We do not know how my grandmother escaped this swirling chaos of death and evil. But somehow, she did. Perhaps her parents told her to run away? Perhaps, as a teenager, she had entry into some of the resistance movements and smugglers going in and out of the ghetto and escaped through those networks? All we know is that she made it out. It is estimated by the Holocaust Research Project that out of approximately 42,000 Jews in Lublin only 200–300 survived the Holocaust either by hiding or surviving various camps. My grandmother was one of them.

Undated studio portrait of my grandmother, taken after she emigrated from Europe.

My grandmother was a beautiful woman with Aryan features: tall, dirty blonde hair, gray-blue eyes. She inherited those traits from her mother, Esther Dychtwald, who had auburn hair, was reputed to be quite beautiful and had many suitors. The fact that my grandmother could pass herself off as Aryan or Polish almost certainly helped her survive.

At some point my grandmother slipped out of the Lublin ghetto. She traveled to the countryside, and, if the story about the Nazis on the train is true, this could have been when it occurred. Somehow, she wound up on the farm of a Polish Catholic family, working as a farm hand and pretending not to be Jewish. She stayed there for an unknown period of time. She slept in the barn and survived on potatoes.

My grandmother told us once why she left the farm. She had been out working in the fields when one of the other people on the farm — an owner or, perhaps, another worker — came to meet her. This person told her that she had been betrayed. Someone had identified her as Jewish and reported her to the authorities. If she returned to the farmhouse, she would be taken into custody. She dropped everything and fled into the forests.

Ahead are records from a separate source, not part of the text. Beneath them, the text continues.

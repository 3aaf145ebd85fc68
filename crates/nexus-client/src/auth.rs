//! Authentication endpoints.

use nexus_core::entities::User;

use crate::{ApiClient, error::ApiError};

impl ApiClient {
    /// `GET /auth/me`: the user the bearer token belongs to.
    ///
    /// # Errors
    ///
    /// [`ApiError::Unauthorized`] when the token is missing or expired.
    pub async fn me(&self) -> Result<User, ApiError> {
        self.get_json("/auth/me", &[]).await
    }

    /// `GET /auth/login`, to be opened in a browser rather than fetched.
    #[must_use]
    pub fn login_url(&self) -> String {
        self.url("/auth/login", &[])
    }
}
impl NexusApi for FakeBackend {
    async fn me(&self) -> Result<User, ApiError> {
        let (_state, user) = self.enter("GET /auth/me")?;
        Ok(user)
    }

    async fn list_projects(&self) -> Result<Vec<Project>, ApiError> {
        let (state, _) = self.enter("GET /projects")?;
        Ok(state.projects.clone())
    }

    async fn list_resources(&self, filter: &ResourceFilter) -> Result<Vec<Resource>, ApiError> {
        let (state, _) = self.enter("GET /resources")?;
        let needle = filter.search.as_deref().unwrap_or_default().trim().to_lowercase();
        Ok(state
            .resources
            .iter()
            .filter(|r| filter.project_id.is_none_or(|id| r.project_id == Some(id)))
            .filter(|r| filter.resource_type.is_none_or(|kind| r.resource_type == kind))
            .filter(|r| needle.is_empty() || r.title.to_lowercase().contains(&needle))
            .cloned()
            .collect())
    }

    async fn create_resource(&self, form: &NewResource) -> Result<Ack, ApiError> {
        let (mut state, user) = self.enter("POST /resources")?;
        let id = state.next_id();
        let project_name = state.project_name(form.project_id);
        state.resources.push(Resource {
            id,
            project_id: form.project_id,
            project_name,
            title: form.title.clone(),
            url: form.url.clone(),
            description: blank_to_none(&form.description),
            resource_type: form.resource_type,
            upvotes: 0,
            downvotes: 0,
            author: user.login,
            created_at: None,
        });
        Ok(created(id, "Resource created"))
    }

    async fn vote_resource(&self, id: i64, is_upvote: bool) -> Result<Ack, ApiError> {
        let (mut state, user) = self.enter(&format!("POST /resources/{id}/vote"))?;
        let key = (id, user.login);
        let previous = state.resource_ballots.get(&key).copied();
        let resource = state
            .resources
            .iter_mut()
            .find(|r| r.id == id)
            .ok_or_else(|| error(404, "Resource not found"))?;
        match previous {
            Some(true) => resource.upvotes -= 1,
            Some(false) => resource.downvotes -= 1,
            None => {}
        }
        if previous == Some(is_upvote) {
            state.resource_ballots.remove(&key);
            return Ok(Ack::default());
        }
        if is_upvote {
            resource.upvotes += 1;
        } else {
            resource.downvotes += 1;
        }
        state.resource_ballots.insert(key, is_upvote);
        Ok(Ack::default())
    }

    async fn delete_resource(&self, id: i64) -> Result<Ack, ApiError> {
        let (mut state, user) = self.enter(&format!("DELETE /resources/{id}"))?;
        let resource = state
            .resources
            .iter()
            .find(|r| r.id == id)
            .ok_or_else(|| error(404, "Resource not found"))?;
        if !user.is_staff() && resource.author != user.login {
            return Err(error(403, "Not allowed"));
        }
        state.resources.retain(|r| r.id != id);
        Ok(Ack::default())
    }

    async fn list_polls(&self, filter: &PollFilter) -> Result<Vec<Poll>, ApiError> {
        let (state, _) = self.enter("GET /votes")?;
        Ok(state
            .polls
            .iter()
            .filter(|p| filter.project_id.is_none_or(|id| p.project_id == Some(id)))
            .filter(|p| filter.status.is_none_or(|status| p.status == status))
            .cloned()
            .collect())
    }

    async fn create_poll(&self, form: &NewPoll) -> Result<Ack, ApiError> {
        let (mut state, user) = self.enter("POST /votes")?;
        let id = state.next_id();
        let mut options = Vec::new();
        for text in form.filled_options() {
            let option_id = state.next_id();
            options.push(PollOption {
                id: option_id,
                text: text.to_string(),
                vote_count: 0,
            });
        }
        let project_name = state.project_name(form.project_id);
        state.polls.push(Poll {
            id,
            project_id: form.project_id,
            project_name,
            question: form.question.clone(),
            context: blank_to_none(&form.context),
            options,
            status: PollStatus::Open,
            staff_decision: None,
            author: user.login,
            created_at: None,
        });
        Ok(created(id, "Vote created"))
    }

    async fn vote_poll(&self, id: i64, option_id: i64) -> Result<Ack, ApiError> {
        let (mut state, user) = self.enter(&format!("POST /votes/{id}/vote"))?;
        let key = ("poll", id, user.login);
        if state.ballots.contains(&key) {
            return Err(error(400, "You have already voted"));
        }
        let poll = state
            .polls
            .iter_mut()
            .find(|p| p.id == id)
            .ok_or_else(|| error(404, "Vote not found"))?;
        if !poll.status.accepts_ballots() {
            return Err(error(400, "Voting is closed"));
        }
        let option = poll
            .options
            .iter_mut()
            .find(|o| o.id == option_id)
            .ok_or_else(|| error(404, "Option not found"))?;
        option.vote_count += 1;
        state.ballots.insert(key);
        Ok(Ack::default())
    }

    async fn staff_decide_poll(
        &self,
        id: i64,
        decision: StaffDecision,
    ) -> Result<Ack, ApiError> {
        let (mut state, _) = self.enter_staff(&format!("POST /votes/{id}/staff-decide"))?;
        let poll = state
            .polls
            .iter_mut()
            .find(|p| p.id == id)
            .ok_or_else(|| error(404, "Vote not found"))?;
        poll.status = PollStatus::StaffDecided;
        poll.staff_decision = Some(decision);
        Ok(Ack::default())
    }

    async fn list_disputes(&self, filter: &DisputeFilter) -> Result<Vec<Dispute>, ApiError> {
        let (state, _) = self.enter("GET /disputes")?;
        Ok(state
            .disputes
            .iter()
            .filter(|d| filter.project_id.is_none_or(|id| d.project_id == Some(id)))
            .filter(|d| filter.status.is_none_or(|status| d.status == status))
            .filter(|d| filter.urgency.is_none_or(|urgency| d.urgency == urgency))
            .cloned()
            .collect())
    }

    async fn create_dispute(&self, form: &NewDispute) -> Result<Ack, ApiError> {
        let (mut state, user) = self.enter("POST /disputes")?;
        let id = state.next_id();
        let project_name = state.project_name(form.project_id);
        state.disputes.push(Dispute {
            id,
            project_id: form.project_id,
            project_name,
            description: form.description.clone(),
            corrector_opinion: form.corrector_opinion.clone(),
            corrected_opinion: form.corrected_opinion.clone(),
            corrector_votes: 0,
            corrected_votes: 0,
            urgency: form.urgency,
            status: DisputeStatus::Active,
            winner: None,
            author: user.login,
            created_at: None,
        });
        Ok(created(id, "Dispute created"))
    }

    async fn vote_dispute(&self, id: i64, side: DisputeSide) -> Result<Ack, ApiError> {
        let (mut state, user) = self.enter(&format!("POST /disputes/{id}/vote"))?;
        let key = ("dispute", id, user.login);
        if state.ballots.contains(&key) {
            return Err(error(400, "You have already voted"));
        }
        let dispute = state
            .disputes
            .iter_mut()
            .find(|d| d.id == id)
            .ok_or_else(|| error(404, "Dispute not found"))?;
        if !dispute.status.accepts_ballots() {
            return Err(error(400, "Dispute is closed"));
        }
        match side {
            DisputeSide::Corrector => dispute.corrector_votes += 1,
            DisputeSide::Corrected => dispute.corrected_votes += 1,
        }
        state.ballots.insert(key);
        Ok(Ack::default())
    }

    async fn staff_decide_dispute(
        &self,
        id: i64,
        winner: DisputeSide,
    ) -> Result<Ack, ApiError> {
        let (mut state, _) = self.enter_staff(&format!("POST /disputes/{id}/staff-decide"))?;
        let dispute = state
            .disputes
            .iter_mut()
            .find(|d| d.id == id)
            .ok_or_else(|| error(404, "Dispute not found"))?;
        dispute.status = DisputeStatus::StaffDecided;
        dispute.winner = Some(winner);
        Ok(Ack::default())
    }

    async fn list_tests(&self, filter: &TestFilter) -> Result<Vec<TestCase>, ApiError> {
        let (state, _) = self.enter("GET /tests")?;
        Ok(state
            .tests
            .iter()
            .filter(|t| filter.project_id.is_none_or(|id| t.project_id == Some(id)))
            .filter(|t| !filter.approved_only || t.is_approved)
            .cloned()
            .collect())
    }

    async fn create_test(&self, form: &NewTestCase) -> Result<Ack, ApiError> {
        let (mut state, user) = self.enter("POST /tests")?;
        let id = state.next_id();
        let project_name = state.project_name(form.project_id);
        state.tests.push(TestCase {
            id,
            project_id: form.project_id,
            project_name,
            title: form.title.clone(),
            description: blank_to_none(&form.description),
            code: Some(form.code.clone()),
            code_preview: None,
            language: form.language.as_str().to_string(),
            downloads: 0,
            is_approved: false,
            author: user.login,
            created_at: None,
        });
        Ok(created(id, "Test created"))
    }

    async fn download_test(&self, id: i64) -> Result<Download, ApiError> {
        let (mut state, _) = self.enter(&format!("GET /tests/{id}/download"))?;
        let test = state
            .tests
            .iter_mut()
            .find(|t| t.id == id)
            .ok_or_else(|| error(404, "Test not found"))?;
        test.downloads += 1;
        Ok(Download {
            filename: None,
            bytes: test.code.clone().unwrap_or_default().into_bytes(),
        })
    }

    async fn set_test_approval(&self, id: i64, approve: bool) -> Result<Ack, ApiError> {
        let action = if approve { "approve" } else { "unapprove" };
        let (mut state, _) = self.enter_staff(&format!("POST /tests/{id}/{action}"))?;
        let test = state
            .tests
            .iter_mut()
            .find(|t| t.id == id)
            .ok_or_else(|| error(404, "Test not found"))?;
        test.is_approved = approve;
        Ok(Ack::default())
    }

    fn download_url(&self, id: i64) -> String {
        format!("http://localhost:8000/api/tests/{id}/download")
    }
}
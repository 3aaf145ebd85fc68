use std::time::Duration;

use indicatif::{ProgressBar, ProgressStyle};

use crate::ui;

/// Loading indicator shown while a list is fetched.
pub struct Progress {
    bar: Option<ProgressBar>,
}

impl Progress {
    #[must_use]
    pub fn spinner(message: &str) -> Self {
        if !ui::prefs().progress {
            return Self { bar: None };
        }

        let bar = ProgressBar::new_spinner();
        bar.enable_steady_tick(Duration::from_millis(100));
        bar.set_style(
            ProgressStyle::with_template("{spinner:.cyan} {msg}")
                .unwrap_or_else(|_| ProgressStyle::default_spinner()),
        );
        bar.set_message(message.to_string());
        Self { bar: Some(bar) }
    }
}

impl Drop for Progress {
    fn drop(&mut self) {
        if let Some(bar) = &self.bar {
            bar.finish_and_clear();
        }
    }
}

/// Run `future` under a spinner.
pub async fn with_spinner<F: std::future::Future>(message: &str, future: F) -> F::Output {
    let _progress = Progress::spinner(message);
    future.await
}
mod callback;
mod login;
mod logout;
mod status;

use serde::Serialize;

use crate::cli::GlobalFlags;
use crate::cli::subcommands::AuthCommands;
use crate::context::AppContext;

/// Handle `nexus auth <subcommand>`.
pub async fn handle(
    action: &AuthCommands,
    ctx: &mut AppContext,
    flags: &GlobalFlags,
) -> anyhow::Result<()> {
    match action {
        AuthCommands::Login(args) => login::handle(args, ctx, flags).await,
        AuthCommands::Callback(args) => callback::handle(args, ctx, flags).await,
        AuthCommands::Logout => logout::handle(ctx, flags),
        AuthCommands::Status => status::handle(ctx, flags).await,
    }
}

/// Printed after a successful sign-in.
#[derive(Serialize)]
struct SignedIn {
    authenticated: bool,
    login: String,
    role: String,
    token_source: Option<String>,
    next: &'static str,
}

impl SignedIn {
    fn from_context(ctx: &AppContext) -> anyhow::Result<Self> {
        let user = ctx
            .session
            .auth
            .user()
            .ok_or_else(|| anyhow::anyhow!("signed in but no user loaded"))?;
        Ok(Self {
            authenticated: true,
            login: user.login.clone(),
            role: user.role.to_string(),
            token_source: ctx.session.auth.token_source().map(|source| source.to_string()),
            next: nexus_app::Route::Dashboard.path(),
        })
    }
}
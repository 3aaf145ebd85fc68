//! File-tier behavior of the token store as the CLI wires it, without
//! touching a real keychain.

use nexus_auth::{FileTokenStore, TokenSource, TokenStore, callback};
use pretty_assertions::assert_eq;

#[test]
fn callback_token_survives_a_new_store_instance() {
    let tmp = tempfile::TempDir::new().expect("tmp dir");
    let path = tmp.path().join(".nexus").join("credentials");

    let token = callback::exchange(
        "http://localhost:5173/auth/callback?token=eyJ.payload.sig",
        None,
    )
    .expect("token");
    FileTokenStore::new(path.clone()).store(&token).expect("store");

    let reopened = FileTokenStore::new(path);
    assert_eq!(reopened.load().as_deref(), Some("eyJ.payload.sig"));
    assert_eq!(reopened.source(), Some(TokenSource::File));
}

#[test]
fn shared_store_behind_trait_object() {
    let tmp = tempfile::TempDir::new().expect("tmp dir");
    let store: Box<dyn TokenStore> = Box::new(FileTokenStore::new(tmp.path().join("credentials")));

    store.store("one").expect("store");
    store.store("two").expect("overwrite");
    assert_eq!(store.load().as_deref(), Some("two"));

    store.delete().expect("delete");
    assert_eq!(store.load(), None);
    assert_eq!(store.source(), None);
}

In the forests my grandmother met up with the partisans. We do not know how this happened, where, or which partisan group. Jewish fighters were heavily active in that part of Poland during 1942–1944, resisting the German invasion as best they could. The leaders had often served in the Polish Army prior to the war and had escaped the ghettos by heading east toward the Russian border. Operating in units of a few hundred people and armed with small weapons, these groups attempted to engage Nazi soldiers, liberate ghettos, and disrupt German operations. They used the code word amcha, which literally translates to “your people” in Hebrew and had been used by the Jewish Maccabees in the 2nd century as a means to identify fellow Jews. My grandmother once mentioned that she used this code to identify herself and to know whom she could trust. We know nothing about my grandmother’s time with the partisans, save one story. At some point near the end of the war, the partisans were hiding in the forests as a German convoy approached. She was given two grenades and was told to pull the pins if the convoy got close. Fortunately, it passed.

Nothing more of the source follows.